Integrity BioChem’s (IBC) biopolymer-based products like TegraSurf are a route to achieve this. IBC bases its products’ carbon signature on the origin of the raw material along with its fate after use as a product (i.e., service life). To determine the origin, it’s important to know how much modern, renewable plant-based carbon can be used to source all our products. For the fate aspect, we study how the service life of the product matches the product lifetime after use.
Advancing this thought leadership has required two gaps in the foundational understanding of how environmentally responsible supply can be defined. In the origin case, the use of modern sources of carbon from plants and/or crops moves the discussion toward “net-zero carbon.”

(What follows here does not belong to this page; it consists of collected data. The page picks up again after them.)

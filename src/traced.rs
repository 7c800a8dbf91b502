use crate::{error::Error, host::HostConfig, props::ChangedKeys, vdom::Props};
use tracing::{debug, trace_span};

/// Wraps a [`HostConfig`] and logs each hook call with its arguments.
///
/// Property maps may contain rendered content, so they are only logged with the `dangerous-logging` feature.
#[derive(Debug, Default)]
pub struct Traced<H>(H);

impl<H> Traced<H> {
	pub fn new(inner: H) -> Self {
		Self(inner)
	}

	pub fn inner(&self) -> &H {
		&self.0
	}

	pub fn inner_mut(&mut self) -> &mut H {
		&mut self.0
	}

	pub fn into_inner(self) -> H {
		self.0
	}
}

macro_rules! traced {
	($name:literal, $($field:tt)*) => {
		let span = trace_span!($name, $($field)*);
		let _enter = span.enter();
	};
}

/// Logs property maps in full only with the `dangerous-logging` feature, otherwise just their keys.
struct PropsField<'a>(&'a Props);

impl core::fmt::Debug for PropsField<'_> {
	fn fmt(&self, f: &mut core::fmt::Formatter<'_>) -> core::fmt::Result {
		if cfg!(feature = "dangerous-logging") {
			core::fmt::Debug::fmt(self.0, f)
		} else {
			f.debug_list().entries(self.0.keys()).finish()
		}
	}
}

fn props_field(props: &Props) -> PropsField<'_> {
	PropsField(props)
}

impl<H: HostConfig> HostConfig for Traced<H> {
	type Instance = H::Instance;

	fn create_instance(&mut self, tag: &str, props: &Props) -> Self::Instance {
		traced!("create_instance", tag, props = ?props_field(props));
		let instance = self.0.create_instance(tag, props);
		debug!(?instance, "Created instance.");
		instance
	}

	fn create_text_instance(&mut self, text: &str) -> Self::Instance {
		traced!("create_text_instance", text.len = text.len());
		let instance = self.0.create_text_instance(text);
		debug!(?instance, "Created text instance.");
		instance
	}

	fn append_initial_child(&mut self, parent: Self::Instance, child: Self::Instance) {
		traced!("append_initial_child", ?parent, ?child);
		self.0.append_initial_child(parent, child)
	}

	fn finalize_initial_children(&mut self, instance: Self::Instance, tag: &str, props: &Props) -> Result<bool, Error> {
		traced!("finalize_initial_children", ?instance, tag, props = ?props_field(props));
		let result = self.0.finalize_initial_children(instance, tag, props);
		debug!(?result, "Finalized.");
		result
	}

	fn should_set_text_content(&self, tag: &str, props: &Props) -> bool {
		traced!("should_set_text_content", tag);
		self.0.should_set_text_content(tag, props)
	}

	fn prepare_update(&self, instance: Self::Instance, tag: &str, old_props: &Props, new_props: &Props) -> ChangedKeys {
		traced!("prepare_update", ?instance, tag);
		let payload = self.0.prepare_update(instance, tag, old_props, new_props);
		debug!(?payload, "Prepared update.");
		payload
	}

	fn commit_update(&mut self, instance: Self::Instance, payload: &[String], tag: &str, old_props: &Props, new_props: &Props) -> Result<(), Error> {
		traced!("commit_update", ?instance, ?payload, tag);
		let result = self.0.commit_update(instance, payload, tag, old_props, new_props);
		debug!(?result, "Committed update.");
		result
	}

	fn commit_mount(&mut self, instance: Self::Instance, tag: &str, props: &Props) {
		traced!("commit_mount", ?instance, tag);
		self.0.commit_mount(instance, tag, props)
	}

	fn commit_text_update(&mut self, text_instance: Self::Instance, old_text: &str, new_text: &str) {
		traced!("commit_text_update", ?text_instance, old_text.len = old_text.len(), new_text.len = new_text.len());
		self.0.commit_text_update(text_instance, old_text, new_text)
	}

	fn reset_text_content(&mut self, instance: Self::Instance) {
		traced!("reset_text_content", ?instance);
		self.0.reset_text_content(instance)
	}

	fn append_child(&mut self, parent: Self::Instance, child: Self::Instance) {
		traced!("append_child", ?parent, ?child);
		self.0.append_child(parent, child)
	}

	fn append_child_to_container(&mut self, container: Self::Instance, child: Self::Instance) {
		traced!("append_child_to_container", ?container, ?child);
		self.0.append_child_to_container(container, child)
	}

	fn insert_before(&mut self, parent: Self::Instance, child: Self::Instance, before: Self::Instance) {
		traced!("insert_before", ?parent, ?child, ?before);
		self.0.insert_before(parent, child, before)
	}

	fn insert_in_container_before(&mut self, container: Self::Instance, child: Self::Instance, before: Self::Instance) {
		traced!("insert_in_container_before", ?container, ?child, ?before);
		self.0.insert_in_container_before(container, child, before)
	}

	fn remove_child(&mut self, parent: Self::Instance, child: Self::Instance) {
		traced!("remove_child", ?parent, ?child);
		self.0.remove_child(parent, child)
	}

	fn remove_child_from_container(&mut self, container: Self::Instance, child: Self::Instance) {
		traced!("remove_child_from_container", ?container, ?child);
		self.0.remove_child_from_container(container, child)
	}

	fn discard_instance(&mut self, instance: Self::Instance) {
		traced!("discard_instance", ?instance);
		self.0.discard_instance(instance)
	}

	fn create_container(&mut self, tag: &str) -> Self::Instance {
		traced!("create_container", tag);
		self.0.create_container(tag)
	}

	fn clear_container(&mut self, container: Self::Instance) {
		traced!("clear_container", ?container);
		self.0.clear_container(container)
	}

	fn serialize_container(&self, container: Self::Instance) -> String {
		traced!("serialize_container", ?container);
		self.0.serialize_container(container)
	}
}
//! A minimal reconciliation driver.
//!
//! Children are matched by position. A pair with the same kind (and, for elements, the same tag) is updated in place,
//! any other pair is replaced. Surplus old nodes are removed, surplus new nodes are appended.
//! There is no keyed matching and no reordering.

use crate::{
	error::Error,
	host::HostConfig,
	vdom::{Element, Node},
};
use tracing::{error, instrument, trace, trace_span};

/// Driver configuration.
#[derive(Debug, Clone, Copy, PartialEq, Eq)]
pub struct Config {
	pub mode: SchedulingMode,
	/// How many levels of nesting are materialized. Deeper content is skipped with an error log.
	pub depth_limit: usize,
}

impl Default for Config {
	fn default() -> Self {
		Self {
			mode: SchedulingMode::Synchronous,
			depth_limit: 1024,
		}
	}
}

/// When queued updates are applied.
#[derive(Debug, Clone, Copy, PartialEq, Eq)]
pub enum SchedulingMode {
	/// Each render call reconciles fully before it returns.
	Synchronous,
	/// Render calls only queue their update. [`Renderer::flush`](`crate::render::Renderer::flush`) applies them in order.
	Batched,
}

/// The retained record of a mounted description node.
#[derive(Debug)]
pub(crate) enum Fiber<I> {
	Element { instance: I, element: Element, children: Vec<Fiber<I>> },
	Text { instance: I, text: String },
}

impl<I: Copy> Fiber<I> {
	fn instance(&self) -> I {
		match *self {
			Fiber::Element { instance, .. } | Fiber::Text { instance, .. } => instance,
		}
	}
}

/// Where a list of children is attached.
#[derive(Debug, Clone, Copy)]
pub(crate) enum Parent<I> {
	Container(I),
	Instance(I),
}

pub(crate) struct Reconciler<'a, H: HostConfig> {
	host: &'a mut H,
}

impl<'a, H: HostConfig> Reconciler<'a, H> {
	pub(crate) fn new(host: &'a mut H) -> Self {
		Self { host }
	}

	/// Brings the children of `parent`, as recorded in `fibers`, in line with `nodes`.
	///
	/// `fibers` always reflects the host tree, including after an error.
	#[instrument(skip(self, fibers, nodes), fields(fibers.len = fibers.len(), nodes.len = nodes.len()))]
	pub(crate) fn reconcile_children(&mut self, parent: Parent<H::Instance>, fibers: &mut Vec<Fiber<H::Instance>>, nodes: &[Node], depth_limit: usize) -> Result<(), Error> {
		if depth_limit == 0 {
			error!("Depth limit reached");
			return Ok(());
		}

		for (fiber, node) in fibers.iter_mut().zip(nodes) {
			let replace = match (&mut *fiber, node) {
				(Fiber::Text { instance, text }, Node::Text(new_text)) => {
					if text != new_text {
						let span = trace_span!("Updating text node", ?instance);
						let _enter = span.enter();
						self.host.commit_text_update(*instance, text, new_text);
						*text = new_text.clone();
					}
					false
				}
				(Fiber::Element { instance, element, children }, Node::Element(new_element)) if element.tag() == new_element.tag() => {
					self.update_element(*instance, element, children, new_element, depth_limit)?;
					false
				}
				_ => true,
			};

			if replace {
				let span = trace_span!("Replace mismatching");
				let _enter = span.enter();
				let mut mounts = Vec::new();
				let replacement = self.mount(node, depth_limit, &mut mounts)?;
				self.insert_before(parent, replacement.instance(), fiber.instance());
				self.remove(parent, fiber.instance());
				*fiber = replacement;
				self.commit_mounts(mounts);
			}
		}

		let common = fibers.len().min(nodes.len());
		for removed in fibers.drain(common..).rev() {
			let span = trace_span!("Removing surplus node");
			let _enter = span.enter();
			self.remove(parent, removed.instance());
		}

		for node in &nodes[common..] {
			let span = trace_span!("Appending new node");
			let _enter = span.enter();
			let mut mounts = Vec::new();
			let fiber = self.mount(node, depth_limit, &mut mounts)?;
			self.append(parent, fiber.instance());
			fibers.push(fiber);
			self.commit_mounts(mounts);
		}

		Ok(())
	}

	#[instrument(skip(self, element, children, new_element))]
	fn update_element(&mut self, instance: H::Instance, element: &mut Element, children: &mut Vec<Fiber<H::Instance>>, new_element: &Element, depth_limit: usize) -> Result<(), Error> {
		let tag = new_element.tag();
		let payload = self.host.prepare_update(instance, tag, element.props(), new_element.props());

		let was_text = self.host.should_set_text_content(tag, element.props());
		let is_text = self.host.should_set_text_content(tag, new_element.props());
		if was_text && !is_text {
			self.host.reset_text_content(instance);
		}
		if is_text {
			for removed in children.drain(..).rev() {
				self.host.remove_child(instance, removed.instance());
			}
		}

		if payload.is_empty() {
			trace!("No property changes.");
		} else {
			self.host.commit_update(instance, &payload, tag, element.props(), new_element.props())?;
		}
		*element = new_element.clone();

		if is_text {
			Ok(())
		} else {
			self.reconcile_children(Parent::Instance(instance), children, new_element.child_nodes(), depth_limit - 1)
		}
	}

	/// Materializes a detached subtree. Elements needing [`commit_mount`](`HostConfig::commit_mount`) are collected into `mounts`.
	///
	/// On error, nothing that was created remains.
	fn mount<'n>(&mut self, node: &'n Node, depth_limit: usize, mounts: &mut Vec<(H::Instance, &'n Element)>) -> Result<Fiber<H::Instance>, Error> {
		match node {
			Node::Text(text) => {
				let span = trace_span!("Creating text node");
				let _enter = span.enter();
				Ok(Fiber::Text {
					instance: self.host.create_text_instance(text),
					text: text.clone(),
				})
			}
			Node::Element(element) => {
				let span = trace_span!("Creating element", tag = element.tag());
				let _enter = span.enter();
				let instance = self.host.create_instance(element.tag(), element.props());
				match self.mount_element_content(instance, element, depth_limit, mounts) {
					Ok(children) => Ok(Fiber::Element {
						instance,
						element: element.clone(),
						children,
					}),
					Err(error) => {
						self.host.discard_instance(instance);
						Err(error)
					}
				}
			}
		}
	}

	fn mount_element_content<'n>(&mut self, instance: H::Instance, element: &'n Element, depth_limit: usize, mounts: &mut Vec<(H::Instance, &'n Element)>) -> Result<Vec<Fiber<H::Instance>>, Error> {
		let mut children = Vec::new();
		if !self.host.should_set_text_content(element.tag(), element.props()) {
			let child_nodes = element.child_nodes();
			if depth_limit <= 1 && !child_nodes.is_empty() {
				error!("Depth limit reached");
			} else {
				for child in child_nodes {
					let fiber = self.mount(child, depth_limit - 1, mounts)?;
					self.host.append_initial_child(instance, fiber.instance());
					children.push(fiber);
				}
			}
		}

		if self.host.finalize_initial_children(instance, element.tag(), element.props())? {
			mounts.push((instance, element));
		}
		Ok(children)
	}

	fn commit_mounts(&mut self, mounts: Vec<(H::Instance, &Element)>) {
		for (instance, element) in mounts {
			self.host.commit_mount(instance, element.tag(), element.props());
		}
	}

	fn append(&mut self, parent: Parent<H::Instance>, child: H::Instance) {
		match parent {
			Parent::Container(container) => self.host.append_child_to_container(container, child),
			Parent::Instance(parent) => self.host.append_child(parent, child),
		}
	}

	fn insert_before(&mut self, parent: Parent<H::Instance>, child: H::Instance, before: H::Instance) {
		match parent {
			Parent::Container(container) => self.host.insert_in_container_before(container, child, before),
			Parent::Instance(parent) => self.host.insert_before(parent, child, before),
		}
	}

	fn remove(&mut self, parent: Parent<H::Instance>, child: H::Instance) {
		match parent {
			Parent::Container(container) => self.host.remove_child_from_container(container, child),
			Parent::Instance(parent) => self.host.remove_child(parent, child),
		}
	}
}
//! Style normalization: turns style declarations into values on a node's style surface.

use crate::{
	dom::{Document, NodeId},
	props::format_number,
	vdom::StyleValue,
};
use std::borrow::Cow;
use tracing::{instrument, trace};

/// CSS properties that take plain numbers. Kebab-case, sorted, without vendor prefixes.
const UNITLESS: &[&str] = &[
	"animation-iteration-count",
	"aspect-ratio",
	"border-image-outset",
	"border-image-slice",
	"border-image-width",
	"box-flex",
	"box-flex-group",
	"box-ordinal-group",
	"column-count",
	"columns",
	"fill-opacity",
	"flex",
	"flex-grow",
	"flex-negative",
	"flex-order",
	"flex-positive",
	"flex-shrink",
	"flood-opacity",
	"font-weight",
	"grid-area",
	"grid-column",
	"grid-column-end",
	"grid-column-span",
	"grid-column-start",
	"grid-row",
	"grid-row-end",
	"grid-row-span",
	"grid-row-start",
	"line-clamp",
	"line-height",
	"opacity",
	"order",
	"orphans",
	"scale",
	"stop-opacity",
	"stroke-dasharray",
	"stroke-dashoffset",
	"stroke-miterlimit",
	"stroke-opacity",
	"stroke-width",
	"tab-size",
	"widows",
	"z-index",
	"zoom",
];

/// Converts a style property name to its CSS spelling.
///
/// `backgroundColor` becomes `background-color`, `WebkitTransition` becomes `-webkit-transition`
/// and `msTransition` becomes `-ms-transition`. Kebab-case names and custom properties (`--x`) are kept.
#[must_use]
pub fn css_name(name: &str) -> Cow<'_, str> {
	if name.starts_with("--") || !name.chars().any(|c| c.is_ascii_uppercase()) {
		return Cow::Borrowed(name);
	}

	let mut css = String::with_capacity(name.len() + 4);
	if name.starts_with("ms") && name[2..].starts_with(|c: char| c.is_ascii_uppercase()) {
		css.push('-');
	}
	for c in name.chars() {
		if c.is_ascii_uppercase() {
			css.push('-');
			css.push(c.to_ascii_lowercase());
		} else {
			css.push(c);
		}
	}
	Cow::Owned(css)
}

/// Whether a numeric value for this (CSS-spelled) property is used as-is rather than in pixels.
///
/// Properties not in the table are unit-requiring.
#[must_use]
pub fn is_unitless(css_name: &str) -> bool {
	if css_name.starts_with("--") {
		return true;
	}
	let unprefixed = ["-webkit-", "-moz-", "-ms-", "-o-"]
		.iter()
		.find_map(|prefix| css_name.strip_prefix(prefix))
		.unwrap_or(css_name);
	UNITLESS.binary_search(&unprefixed).is_ok()
}

/// Applies style declarations to `node`.
///
/// `null`, booleans and empty strings clear the property.
/// Numbers get a `px` suffix unless the property [is unitless](`is_unitless`).
#[instrument(skip(document, styles))]
pub fn apply_styles<'a>(document: &mut Document, node: NodeId, styles: impl IntoIterator<Item = (&'a str, &'a StyleValue)>) {
	for (name, value) in styles {
		let name = css_name(name);
		match value {
			StyleValue::Null | StyleValue::Bool(_) => {
				document.remove_style_property(node, &name);
			}
			StyleValue::String(string) if string.is_empty() => {
				document.remove_style_property(node, &name);
			}
			StyleValue::String(string) => document.set_style_property(node, &name, string),
			StyleValue::Number(number) => {
				let value = if is_unitless(&name) {
					format_number(*number)
				} else {
					format!("{}px", format_number(*number))
				};
				trace!("{} = {}", name, value);
				document.set_style_property(node, &name, &value)
			}
		}
	}
}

Specifically, can the industrial-era habit of continuing to reintroduce ancient carbon sources (i.e., coal, oil, gas, etc.) into the present-day ecosystem be reversed? In the fate case, environmentally responsible supply means the time difference between the product lifetime and product service time should be close to zero. For IBC’s TegraSurf, both cases are achieved without sacrificing product performance, market access to the technologies or incurring extreme cost penalties.
Communicating Products’ Origin and Fate
There are various tools available to chemical suppliers to communicate the origin and fate of their products in a manner that can be easily tallied in ESG reporting formats. The Renewable Carbon Index (RCI) readily classifies the origin of carbon in a molecule (i.e., modern vegetative sources or extracted petroleum derivatives) by measuring the number of carbons derived from renewable sources compared to the total number of carbons in the product. TegraSurf, for instance, reports an RCI of greater than 90%, indicating it contains a high percentage of carbon atoms from natural sources.

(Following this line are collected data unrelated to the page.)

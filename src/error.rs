use crate::props::TypeCategory;
use thiserror::Error;

/// Errors surfaced by [`Renderer::render`](`crate::render::Renderer::render`) and the host hooks.
///
/// None of these are recoverable mid-render. There is no rollback: nodes that failed to materialize were never attached,
/// but siblings patched before the failure keep their new state.
#[derive(Debug, Clone, PartialEq, Eq, Error)]
pub enum Error {
	#[error("Prop {name:?} had type {category} - all attributes must be string or number!")]
	InvalidPropertyType { name: String, category: TypeCategory },

	#[error("Prop \"style\" had type {category} - styles must be given as a style map!")]
	InvalidStyle { category: TypeCategory },

	#[error("Prop {name:?} had type {category} - event handlers must be callbacks!")]
	InvalidEventHandler { name: String, category: TypeCategory },

	/// A tag or attribute name that would not serialize as a well-formed XML name.
	#[error("{name:?} is not a valid XML name!")]
	InvalidName { name: String },

	#[error("Unknown render target. Targets must be created by the renderer that renders into them.")]
	UnknownTarget,
}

RCI can be developed responsibly in two ways, but the final arbiter is the ASTM D6866 protocol that uses carbon isotopes to distinguish modern carbon sources from ancient sources. This test uses the 14C/12C ratio to assess the modernity of the carbon source. 14C has a half-life of about 5,730 years and after 57,000 years less than 0.1% of the carbon signature is 14C.
Since the petroleum systems that produce oil and gas around the world are millions of years old, those carbon signatures are depleted of 14C, thus the distinction between modern plant-derived products and petroleum products are discernable.

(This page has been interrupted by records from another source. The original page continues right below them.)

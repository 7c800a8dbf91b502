//! The host adapter: the hook points the reconciliation driver calls into, and their XML implementation.
//!
//! # Call order
//!
//! - Mounting a subtree: [`create_instance`](`HostConfig::create_instance`) or [`create_text_instance`](`HostConfig::create_text_instance`),
//!   then recursively mounting the children with [`append_initial_child`](`HostConfig::append_initial_child`),
//!   then [`finalize_initial_children`](`HostConfig::finalize_initial_children`).
//!   Only then is the finished subtree attached to its parent,
//!   and only after that does [`commit_mount`](`HostConfig::commit_mount`) run where requested.
//! - Updating: [`prepare_update`](`HostConfig::prepare_update`), then [`commit_update`](`HostConfig::commit_update`) with its payload.
//! - Removing: [`remove_child`](`HostConfig::remove_child`) or [`remove_child_from_container`](`HostConfig::remove_child_from_container`).

use crate::{
	dom::{is_xml_name, Document, NodeId},
	error::Error,
	props::{attribute_name, event_type, shallow_diff, ChangedKeys, TypeCategory, AUTO_FOCUS, CHILDREN, STYLE},
	style::apply_styles,
	vdom::{Props, Style, StyleValue, Value},
};
use core::{fmt::Debug, hash::Hash};
use tracing::{instrument, trace};

/// The named hook points a host tree implements for the reconciliation driver.
pub trait HostConfig {
	type Instance: Copy + Eq + Hash + Debug;

	/// Creates a detached element. Properties are applied later, in [`finalize_initial_children`](`HostConfig::finalize_initial_children`).
	fn create_instance(&mut self, tag: &str, props: &Props) -> Self::Instance;

	/// Creates a detached text node, whose value is later updated in place.
	fn create_text_instance(&mut self, text: &str) -> Self::Instance;

	fn append_initial_child(&mut self, parent: Self::Instance, child: Self::Instance);

	/// Applies the initial properties to a freshly created element.
	///
	/// Returns whether the element needs [`commit_mount`](`HostConfig::commit_mount`) once attached.
	///
	/// # Errors
	///
	/// Iff a property value has a type that is not valid for its name,
	/// or the tag or an attribute name can't be written as markup.
	fn finalize_initial_children(&mut self, instance: Self::Instance, tag: &str, props: &Props) -> Result<bool, Error>;

	/// Whether the element's children are literal text content rather than child nodes.
	fn should_set_text_content(&self, tag: &str, props: &Props) -> bool;

	/// Computes the update payload: the names of changed properties.
	fn prepare_update(&self, instance: Self::Instance, tag: &str, old_props: &Props, new_props: &Props) -> ChangedKeys;

	/// Applies exactly the changes listed in `payload`.
	///
	/// # Errors
	///
	/// Iff a changed property value has a type that is not valid for its name,
	/// or a changed attribute name can't be written as markup.
	fn commit_update(&mut self, instance: Self::Instance, payload: &[String], tag: &str, old_props: &Props, new_props: &Props) -> Result<(), Error>;

	fn commit_mount(&mut self, instance: Self::Instance, tag: &str, props: &Props);

	fn commit_text_update(&mut self, text_instance: Self::Instance, old_text: &str, new_text: &str);

	fn reset_text_content(&mut self, instance: Self::Instance);

	fn append_child(&mut self, parent: Self::Instance, child: Self::Instance);

	fn append_child_to_container(&mut self, container: Self::Instance, child: Self::Instance);

	fn insert_before(&mut self, parent: Self::Instance, child: Self::Instance, before: Self::Instance);

	fn insert_in_container_before(&mut self, container: Self::Instance, child: Self::Instance, before: Self::Instance);

	fn remove_child(&mut self, parent: Self::Instance, child: Self::Instance);

	fn remove_child_from_container(&mut self, container: Self::Instance, child: Self::Instance);

	/// Releases a subtree that failed to materialize and was never attached.
	fn discard_instance(&mut self, instance: Self::Instance);

	/// Creates a node that can serve as a render target.
	fn create_container(&mut self, tag: &str) -> Self::Instance;

	/// Removes all children of a container.
	fn clear_container(&mut self, container: Self::Instance);

	/// Serializes the container's current children.
	fn serialize_container(&self, container: Self::Instance) -> String;
}

/// Elements that can take focus through `autoFocus`.
const FOCUSABLE: &[&str] = &["button", "input", "select", "textarea"];

/// A [`HostConfig`] over a [`Document`].
#[derive(Debug, Default)]
pub struct XmlHost {
	document: Document,
}

impl XmlHost {
	#[must_use]
	pub fn new() -> Self {
		Self::default()
	}

	#[must_use]
	pub fn document(&self) -> &Document {
		&self.document
	}

	pub fn document_mut(&mut self) -> &mut Document {
		&mut self.document
	}

	fn set_text_if_literal(&mut self, instance: NodeId, children: &Value) {
		if let Some(text) = children.as_text() {
			self.document.set_text_content(instance, &text)
		}
	}
}

fn style_of(value: Option<&Value>) -> Result<Option<&Style>, Error> {
	match value {
		None | Some(Value::Null) => Ok(None),
		Some(Value::Style(style)) => Ok(Some(style)),
		Some(other) => Err(Error::InvalidStyle { category: TypeCategory::of(other) }),
	}
}

fn check_auto_focus(value: &Value) -> Result<(), Error> {
	match value {
		Value::Bool(_) | Value::String(_) | Value::Number(_) | Value::Null => Ok(()),
		other => Err(Error::InvalidPropertyType {
			name: AUTO_FOCUS.to_owned(),
			category: TypeCategory::of(other),
		}),
	}
}

fn check_name(name: &str) -> Result<&str, Error> {
	if is_xml_name(name) {
		Ok(name)
	} else {
		Err(Error::InvalidName { name: name.to_owned() })
	}
}

fn invalid_attribute(name: &str, value: &Value) -> Error {
	Error::InvalidPropertyType {
		name: name.to_owned(),
		category: TypeCategory::of(value),
	}
}

impl HostConfig for XmlHost {
	type Instance = NodeId;

	fn create_instance(&mut self, tag: &str, _props: &Props) -> NodeId {
		self.document.create_element(tag)
	}

	fn create_text_instance(&mut self, text: &str) -> NodeId {
		self.document.create_text_node(text)
	}

	fn append_initial_child(&mut self, parent: NodeId, child: NodeId) {
		self.document.append_child(parent, child)
	}

	#[instrument(skip(self, props))]
	fn finalize_initial_children(&mut self, instance: NodeId, tag: &str, props: &Props) -> Result<bool, Error> {
		check_name(tag)?;
		for (name, value) in props {
			match name.as_str() {
				STYLE => {
					if let Some(style) = style_of(Some(value))? {
						apply_styles(&mut self.document, instance, style.iter().map(|(name, value)| (name.as_str(), value)))
					}
				}
				CHILDREN => self.set_text_if_literal(instance, value),
				AUTO_FOCUS => check_auto_focus(value)?,
				name => {
					if let Some(event_type) = event_type(name) {
						match value {
							Value::Handler(handler) => self.document.add_event_listener(instance, &event_type, handler.clone()),
							Value::Null => (),
							other => {
								return Err(Error::InvalidEventHandler {
									name: name.to_owned(),
									category: TypeCategory::of(other),
								})
							}
						}
					} else {
						let text = value.as_text().ok_or_else(|| invalid_attribute(name, value))?;
						self.document.set_attribute(instance, check_name(attribute_name(name))?, &text)
					}
				}
			}
		}

		Ok(FOCUSABLE.contains(&tag) && props.get(AUTO_FOCUS).map_or(false, Value::is_truthy))
	}

	fn should_set_text_content(&self, tag: &str, props: &Props) -> bool {
		tag == "textarea" || matches!(props.get(CHILDREN), Some(Value::String(_)) | Some(Value::Number(_)))
	}

	fn prepare_update(&self, _instance: NodeId, _tag: &str, old_props: &Props, new_props: &Props) -> ChangedKeys {
		shallow_diff(old_props, new_props)
	}

	#[instrument(skip(self, old_props, new_props))]
	fn commit_update(&mut self, instance: NodeId, payload: &[String], _tag: &str, old_props: &Props, new_props: &Props) -> Result<(), Error> {
		for name in payload {
			let old = old_props.get(name);
			let new = new_props.get(name);
			match name.as_str() {
				// Child nodes are updated through their own hooks.
				CHILDREN => {
					if let Some(new) = new {
						self.set_text_if_literal(instance, new)
					}
				}

				STYLE => {
					let new_style = style_of(new)?;
					let empty = Style::default();
					let old_style = style_of(old).ok().flatten().unwrap_or(&empty);
					let new_style = new_style.unwrap_or(&empty);

					// Falsy values, including `0`, clear the declaration.
					let patch: Vec<(String, StyleValue)> = shallow_diff(&**old_style, &**new_style)
						.into_iter()
						.map(|style_name| {
							let value = match new_style.get(&style_name) {
								Some(value) if value.is_truthy() => value.clone(),
								_ => StyleValue::Null,
							};
							(style_name, value)
						})
						.collect();
					trace!("Style patch: {:?}", patch);
					apply_styles(&mut self.document, instance, patch.iter().map(|(name, value)| (name.as_str(), value)))
				}

				AUTO_FOCUS => {
					if let Some(new) = new {
						check_auto_focus(new)?
					}
				}

				name => {
					if let Some(event_type) = event_type(name) {
						let new_handler = match new {
							Some(Value::Handler(handler)) => Some(handler),
							None | Some(Value::Null) => None,
							Some(other) => {
								return Err(Error::InvalidEventHandler {
									name: name.to_owned(),
									category: TypeCategory::of(other),
								})
							}
						};
						if let Some(Value::Handler(old_handler)) = old {
							self.document.remove_event_listener(instance, &event_type, old_handler)
						}
						if let Some(new_handler) = new_handler {
							self.document.add_event_listener(instance, &event_type, new_handler.clone())
						}
					} else {
						match new {
							Some(value) if value.is_truthy() || matches!(value, Value::Number(_)) => {
								let text = value.as_text().ok_or_else(|| invalid_attribute(name, value))?;
								self.document.set_attribute(instance, check_name(attribute_name(name))?, &text)
							}
							_ => {
								self.document.remove_attribute(instance, attribute_name(name));
							}
						}
					}
				}
			}
		}
		Ok(())
	}

	fn commit_mount(&mut self, instance: NodeId, _tag: &str, _props: &Props) {
		self.document.focus(instance)
	}

	fn commit_text_update(&mut self, text_instance: NodeId, _old_text: &str, new_text: &str) {
		self.document.set_node_value(text_instance, new_text)
	}

	fn reset_text_content(&mut self, instance: NodeId) {
		self.document.set_text_content(instance, "")
	}

	fn append_child(&mut self, parent: NodeId, child: NodeId) {
		self.document.append_child(parent, child)
	}

	fn append_child_to_container(&mut self, container: NodeId, child: NodeId) {
		self.document.append_child(container, child)
	}

	fn insert_before(&mut self, parent: NodeId, child: NodeId, before: NodeId) {
		self.document.insert_before(parent, child, Some(before))
	}

	fn insert_in_container_before(&mut self, container: NodeId, child: NodeId, before: NodeId) {
		self.document.insert_before(container, child, Some(before))
	}

	fn remove_child(&mut self, parent: NodeId, child: NodeId) {
		self.document.remove_child(parent, child)
	}

	fn remove_child_from_container(&mut self, container: NodeId, child: NodeId) {
		self.document.remove_child(container, child)
	}

	fn discard_instance(&mut self, instance: NodeId) {
		self.document.discard(instance)
	}

	fn create_container(&mut self, tag: &str) -> NodeId {
		self.document.create_element(tag)
	}

	#[instrument(skip(self))]
	fn clear_container(&mut self, container: NodeId) {
		while let Some(&last) = self.document.children(container).last() {
			self.document.remove_child(container, last)
		}
	}

	fn serialize_container(&self, container: NodeId) -> String {
		self.document.inner_markup(container)
	}
}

These tests are available from third-party labs, take time and carry a cost. The process can be risk-managed within supply chain groups by having the staff chemists calculate the number of bio-based carbons and dividing by the total number of carbons in the product, assuming the molecular structure is well understood. IBC has found excellent agreement when correlating the theoretical calculation and the estimates from the isotopic analyses (Figure 1).
IBC assesses the fate of its products using Organization of Economic Cooperation and Development (OECD) protocols. These tests provide benchmarks for relative degrees of biodegradation including a definition of “readily biodegradable.”
For the OECD 301B protocol, which measures mass loss due to degradation of organic material in aerobic, aqueous systems, Readily Biodegradable is achieved for a DOC mass loss of at least 70% at 28 days in the aqueous solution. Reputable labs offering these tests report the details of the tests, overview, test procedures, internal standards, results and certifications. Certificates for individual products are also available for suppliers to share with their customers.
The Importance of Understanding Origin and Fate
Managing both the origin and fate of a product is essential for modern carbon product stewardship. Without understanding the origin of the carbon in a product, end-users do not understand the nature of carbon input in the present day. Use of plant-based products implies that an ancient store of carbon is not accessed to produce modern products. By building a portfolio of bio-based products like TegraSurf, IBC helps ensure energy companies’ carbon input is less accretive and therefore more aligned with a net-zero carbon strategy.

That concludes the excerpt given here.